A audiência da Folha, em março e abril atingiu dois picos recordes. Foram 73,8 milhões de usuários únicos acessando o site em abril, e 69,8 milhões em março, em virtude, segundo o site, da crise política envolvendo o ex-ministro Sérgio Moro e pelo coronavírus.
Os acessos do Jornal O Globo também atingiram números históricos, com 235 milhões de acessos e 71 milhões de visitantes apenas em março.
A questão para debate é, até quando será economicamente viável aos jornais e sites a liberação desses conteúdos? E, tendo acesso à bons materiais neste período, com o fim da pandemia, o público estará disposto a pagar para continuar se informando?
Cortes e desafios
O aumento de credibilidade e confiança, no entanto, não é o suficiente para conter a crise de governança financeira e de sustentabilidade, enfrentada nos últimos anos, e acelerada em função dos prejuízos econômicos do efeito pandêmico.

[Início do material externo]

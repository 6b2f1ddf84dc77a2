// Copyright AGNTCY Contributors (https://github.com/agntcy)
// SPDX-License-Identifier: Apache-2.0

//! Customer record service.
//!
//! The [`store::RecordStore`] keeps records in insertion order. The
//! [`handler::CustomerHandler`] exposes it over gRPC, and [`server::RpcServer`]
//! runs that handler behind TLS and the login/password interceptor.

pub mod api;
pub mod client;
pub mod errors;
pub mod handler;
pub mod query;
pub mod server;
pub mod store;
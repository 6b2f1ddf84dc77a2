// Copyright AGNTCY Contributors (https://github.com/agntcy)
// SPDX-License-Identifier: Apache-2.0

use std::process::Command;

fn set_env(name: &str, cmd: &mut Command) {
    let value = match cmd.output() {
        Ok(output) => String::from_utf8(output.stdout).unwrap_or_default(),
        Err(err) => {
            println!("cargo:warning={}", err);
            "".to_string()
        }
    };
    println!("cargo:rustc-env={}={}", name, value.trim());
}

fn version() -> String {
    match std::env::var("VERSION") {
        Ok(v) if !v.is_empty() => v,
        _ => env!("CARGO_PKG_VERSION").to_string(),
    }
}

fn main() {
    set_env(
        "GIT_SHA",
        Command::new("git").args(["rev-parse", "--short", "HEAD"]),
    );
    set_env(
        "BUILD_DATE",
        Command::new("date").args(["-u", "+%Y-%m-%dT%H:%M:%SZ"]),
    );

    println!("cargo:rerun-if-env-changed=VERSION");
    println!("cargo:rustc-env=VERSION={}", version());

    let profile = std::env::var("PROFILE").unwrap_or_else(|_| "unknown".to_string());
    println!("cargo:rustc-env=PROFILE={profile}");
}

Segundo a Federação Nacional dos Jornalistas (FENAJ), há registro de cortes em jornadas de trabalho e salários, de até 70%,em diversas empresas de comunicação. As medidas se amparam na Medida Provisória nº 936, de 1º de abril.

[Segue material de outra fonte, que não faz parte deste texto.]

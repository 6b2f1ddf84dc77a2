// Copyright AGNTCY Contributors (https://github.com/agntcy)
// SPDX-License-Identifier: Apache-2.0

pub mod client;
pub mod common;
pub mod errors;
pub mod provider;
pub mod server;
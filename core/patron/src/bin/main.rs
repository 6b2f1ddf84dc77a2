// Copyright AGNTCY Contributors (https://github.com/agntcy)
// SPDX-License-Identifier: Apache-2.0

use anyhow::Result;
use clap::Parser;

use patron::args::{Args, Command};
use patron::build_info;
use patron::commands;
use patron::runner;

fn main() -> Result<()> {
    let args = Args::parse();

    match args.into_command() {
        Command::Version => {
            println!("{}", build_info::BUILD_INFO);
            Ok(())
        }
        Command::Serve { config } => runner::run(&config),
        Command::Customers(customers) => commands::run(customers),
    }
}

“Havia um movimento de descrédito no jornalismo profissional, e houve uma retomada dos veículos de comunicação, grandes e pequenos, como fonte de informação confiável. Isso é muitíssimo importante e faz com que a gente questiona ainda mais a posição das empresas de cortarem os salários. É o momento de valorizar o jornalismo e o jornalista”, falou a presidente da FENAJ Maria José Braga, em entrevista ao Knight Center. A Federação, inclusive, lançou um Manifesto chamado #jornalistassalvamvidas para valorizar a atividade profissional de repórteres e editores, frente a tantos desafios.
Se por um momento, pensamos que a credibilidade e confiança poderiam salvar o jornalismo, por outro, sabemos que desafios ainda maiores virão. Muitos falam que haverá um sistema de saúde antes e depois da pandemia. Esperamos que o valor do jornalismo também seja medido de outra forma com o fim desta situação, e que os profissionais tenham seus direitos de trabalhar com liberdade e dignidade, assegurados.
O momento atual servirá ainda, como base para reflexões que passam pelo respeito e fortalecimento da ciência e da imprensa, que, em tempos negativistas e de enfraquecimento democrático, são atacadas constantemente, mesmo salvando tantas vidas por meio de seus ofícios.